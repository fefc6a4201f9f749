//! Quote composition
//!
//! Pure function of a selection and a catalog snapshot. Every change to
//! either input means calling `compose_quote` again; nothing is cached.

use crate::catalog::PriceLookup;
use crate::model::{Amount, LineItem, NamedQuote, PriceSource, Quote};
use crate::variants::{Selection, SelectionEntry};

/// Resolve the unit price of a selected entry
///
/// Fixed prices win over the catalog. An id missing from the catalog
/// resolves to zero so a proposal can be rendered while prices load.
pub fn resolve_price(entry: &SelectionEntry, catalog: &impl PriceLookup) -> Amount {
    match entry.pricing {
        PriceSource::Fixed { amount } => amount,
        PriceSource::Catalog => catalog.current_price(&entry.id).unwrap_or(0),
    }
}

/// Turn a selection into priced line items and a grand total
pub fn compose_quote(selection: &[SelectionEntry], catalog: &impl PriceLookup) -> Quote {
    let items: Vec<LineItem> = selection
        .iter()
        .map(|entry| LineItem {
            id: entry.id.clone(),
            name: entry.name.clone(),
            qty: entry.qty,
            price: resolve_price(entry, catalog),
            category: entry.category,
        })
        .collect();

    let total_price = items
        .iter()
        .map(LineItem::line_total)
        .fold(0, Amount::saturating_add);

    Quote { items, total_price }
}

/// Compose a quote and label it with the variant's display name
pub fn compose_named(selection: &Selection, catalog: &impl PriceLookup) -> NamedQuote {
    let variant = selection.variant();
    NamedQuote {
        name: variant.display_name().to_string(),
        variant: Some(variant),
        quote: selection.compose(catalog),
    }
}

#[cfg(test)]
mod tests {
    use std::collections::{BTreeMap, HashMap};

    use super::*;
    use crate::catalog::{CatalogSeed, PriceStore};
    use crate::model::{Category, Variant};
    use crate::variants::Preset;
    use pretty_assertions::assert_eq;
    use proptest::prelude::*;

    fn prices(pairs: &[(&str, Amount)]) -> HashMap<String, Amount> {
        pairs.iter().map(|(id, p)| (id.to_string(), *p)).collect()
    }

    #[test]
    fn test_fixed_price_overrides_catalog() {
        let entry = SelectionEntry::fixed("ai-module-ocr", "OCR", 1, Category::Software, 500_000);
        let catalog = prices(&[("ai-module-ocr", 1)]);
        assert_eq!(resolve_price(&entry, &catalog), 500_000);
    }

    #[test]
    fn test_missing_price_is_zero() {
        let entry = SelectionEntry::catalog("unknown", "Unknown", 3, Category::Hardware);
        let quote = compose_quote(&[entry], &prices(&[]));

        assert_eq!(quote.items[0].price, 0);
        assert_eq!(quote.total_price, 0);
    }

    #[test]
    fn test_basic_full_quote_at_base_prices() {
        let mut store = PriceStore::seeded(0);
        store.initialize(&CatalogSeed::builtin());

        let quote = Selection::new(Variant::Basic, Preset::Full).compose(&store);

        // 9 122 600 + 186 550 + 48 600 + 4 * 238 781 + 800 000 + 850 000 + 11 000 000
        assert_eq!(quote.items.len(), 9);
        assert_eq!(quote.total_price, 22_962_874);
        assert_eq!(quote.subtotal(Category::Implementation), 11_000_000);
    }

    #[test]
    fn test_optimal_full_quote_includes_fixed_modules() {
        let mut store = PriceStore::seeded(0);
        store.initialize(&CatalogSeed::builtin());

        let named = compose_named(&Selection::new(Variant::Optimal, Preset::Full), &store);
        let modules: Vec<Amount> = named
            .quote
            .items
            .iter()
            .filter(|item| item.id.starts_with("ai-module"))
            .map(|item| item.price)
            .collect();

        assert_eq!(named.name, "Оптимальный");
        assert_eq!(modules, vec![500_000, 750_000, 1_200_000]);
    }

    #[test]
    fn test_huge_override_saturates_total() {
        let overrides = BTreeMap::from([("postgres-pro".to_string(), 9_000_000_000_000_000_000)]);
        let mut store = PriceStore::seeded(0);
        store.initialize(&CatalogSeed::builtin().with_overrides(&overrides));

        let quote = Selection::new(Variant::Basic, Preset::Full).compose(&store);

        assert_eq!(quote.items.len(), 9);
        assert_eq!(quote.total_price, Amount::MAX);
        assert_eq!(quote.subtotal(Category::Software), Amount::MAX);
    }

    #[test]
    fn test_empty_selection() {
        let quote = compose_quote(&[], &prices(&[]));
        assert!(quote.is_empty());
        assert_eq!(quote.total_price, 0);
    }

    fn entry_strategy() -> impl Strategy<Value = SelectionEntry> {
        (
            "[a-z]{1,8}",
            1u32..50,
            prop::option::of(0u64..50_000_000),
        )
            .prop_map(|(id, qty, fixed)| match fixed {
                Some(amount) => SelectionEntry::fixed(&id, &id, qty, Category::Software, amount),
                None => SelectionEntry::catalog(&id, &id, qty, Category::Hardware),
            })
    }

    proptest! {
        #[test]
        fn total_equals_sum_of_line_totals(
            selection in prop::collection::vec(entry_strategy(), 0..20),
            catalog in prop::collection::hash_map("[a-z]{1,8}", 0u64..50_000_000, 0..20),
        ) {
            let quote = compose_quote(&selection, &catalog);
            let manual: Amount = quote.items.iter().map(|item| item.price * item.qty as Amount).sum();

            prop_assert_eq!(quote.total_price, manual);
            prop_assert_eq!(quote.items.len(), selection.len());
        }
    }
}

· · · · · · ·

* _WHAT NEEDS TO BE DONE_: Each line shown above needs to be transcribed exactly.

* _TASK RESULT_:
repository fefc6a4201f9f749
//! Quote composition
//!
//! Pure function of a selection and a catalog snapshot. Every change to
//! either input means calling `compose_quote` again; nothing is cached.

use crate::catalog::PriceLookup;
use crate::model::{Amount, LineItem, NamedQuote, PriceSource, Quote};
use crate::variants::{Selection, SelectionEntry};

/// Resolve the unit price of a selected entry
///
/// Fixed prices win over the catalog. An id missing from the catalog
/// resolves to zero so a proposal can be rendered while prices load.
pub fn resolve_price(entry: &SelectionEntry, catalog: &impl PriceLookup) -> Amount {
    match entry.pricing {
        PriceSource::Fixed { amount } => amount,
        PriceSource::Catalog => catalog.current_price(&entry.id).unwrap_or(0),
    }
}

/// Turn a selection into priced line items and a grand total
pub fn compose_quote(selection: &[SelectionEntry], catalog: &impl PriceLookup) -> Quote {
    let items: Vec<LineItem> = selection
        .iter()
        .map(|entry| LineItem {
            id: entry.id.clone(),
            name: entry.name.clone(),
            qty: entry.qty,
            price: resolve_price(entry, catalog),
            category: entry.category,
        })
        .collect();

    let total_price = items
        .iter()
        .map(LineItem::line_total)
        .fold(0, Amount::saturating_add);

    Quote { items, total_price }
}

/// Compose a quote and label it with the variant's display name
pub fn compose_named(selection: &Selection, catalog: &impl PriceLookup) -> NamedQuote {
    let variant = selection.variant();
    NamedQuote {
        name: variant.display_name().to_string(),
        variant: Some(variant),
        quote: selection.compose(catalog),
    }
}

#[cfg(test)]
mod tests {
    use std::collections::{BTreeMap, HashMap};

    use super::*;
    use crate::catalog::{CatalogSeed, PriceStore};
    use crate::model::{Category, Variant};
    use crate::variants::Preset;
    use pretty_assertions::assert_eq;
    use proptest::prelude::*;

    fn prices(pairs: &[(&str, Amount)]) -> HashMap<String, Amount> {
        pairs.iter().map(|(id, p)| (id.to_string(), *p)).collect()
    }

    #[test]
    fn test_fixed_price_overrides_catalog() {
        let entry = SelectionEntry::fixed("ai-module-ocr", "OCR", 1, Category::Software, 500_000);
        let catalog = prices(&[("ai-module-ocr", 1)]);
        assert_eq!(resolve_price(&entry, &catalog), 500_000);
    }

    #[test]
    fn test_missing_price_is_zero() {
        let entry = SelectionEntry::catalog("unknown", "Unknown", 3, Category::Hardware);
        let quote = compose_quote(&[entry], &prices(&[]));

        assert_eq!(quote.items[0].price, 0);
        assert_eq!(quote.total_price, 0);
    }

    #[test]
    fn test_basic_full_quote_at_base_prices() {
        let mut store = PriceStore::seeded(0);
        store.initialize(&CatalogSeed::builtin());

        let quote = Selection::new(Variant::Basic, Preset::Full).compose(&store);

        // 9 122 600 + 186 550 + 48 600 + 4 * 238 781 + 800 000 + 850 000 + 11 000 000
        assert_eq!(quote.items.len(), 9);
        assert_eq!(quote.total_price, 22_962_874);
        assert_eq!(quote.subtotal(Category::Implementation), 11_000_000);
    }

    #[test]
    fn test_optimal_full_quote_includes_fixed_modules() {
        let mut store = PriceStore::seeded(0);
        store.initialize(&CatalogSeed::builtin());

        let named = compose_named(&Selection::new(Variant::Optimal, Preset::Full), &store);
        let modules: Vec<Amount> = named
            .quote
            .items
            .iter()
            .filter(|item| item.id.starts_with("ai-module"))
            .map(|item| item.price)
            .collect();

        assert_eq!(named.name, "Оптимальный");
        assert_eq!(modules, vec![500_000, 750_000, 1_200_000]);
    }

    #[test]
    fn test_huge_override_saturates_total() {
        let overrides = BTreeMap::from([("postgres-pro".to_string(), 9_000_000_000_000_000_000)]);
        let mut store = PriceStore::seeded(0);
        store.initialize(&CatalogSeed::builtin().with_overrides(&overrides));

        let quote = Selection::new(Variant::Basic, Preset::Full).compose(&store);

        assert_eq!(quote.items.len(), 9);
        assert_eq!(quote.total_price, Amount::MAX);
        assert_eq!(quote.subtotal(Category::Software), Amount::MAX);
    }

    #[test]
    fn test_empty_selection() {
        let quote = compose_quote(&[], &prices(&[]));
        assert!(quote.is_empty());
        assert_eq!(quote.total_price, 0);
    }

    fn entry_strategy() -> impl Strategy<Value = SelectionEntry> {
        (
            "[a-z]{1,8}",
            1u32..50,
            prop::option::of(0u64..50_000_000),
        )
            .prop_map(|(id, qty, fixed)| match fixed {
                Some(amount) => SelectionEntry::fixed(&id, &id, qty, Category::Software, amount),
                None => SelectionEntry::catalog(&id, &id, qty, Category::Hardware),
            })
    }

    proptest! {
        #[test]
        fn total_equals_sum_of_line_totals(
            selection in prop::collection::vec(entry_strategy(), 0..20),
            catalog in prop::collection::hash_map("[a-z]{1,8}", 0u64..50_000_000, 0..20),
        ) {
            let quote = compose_quote(&selection, &catalog);
            let manual: Amount = quote.items.iter().map(|item| item.price * item.qty as Amount).sum();

            prop_assert_eq!(quote.total_price, manual);
            prop_assert_eq!(quote.items.len(), selection.len());
        }
    }
}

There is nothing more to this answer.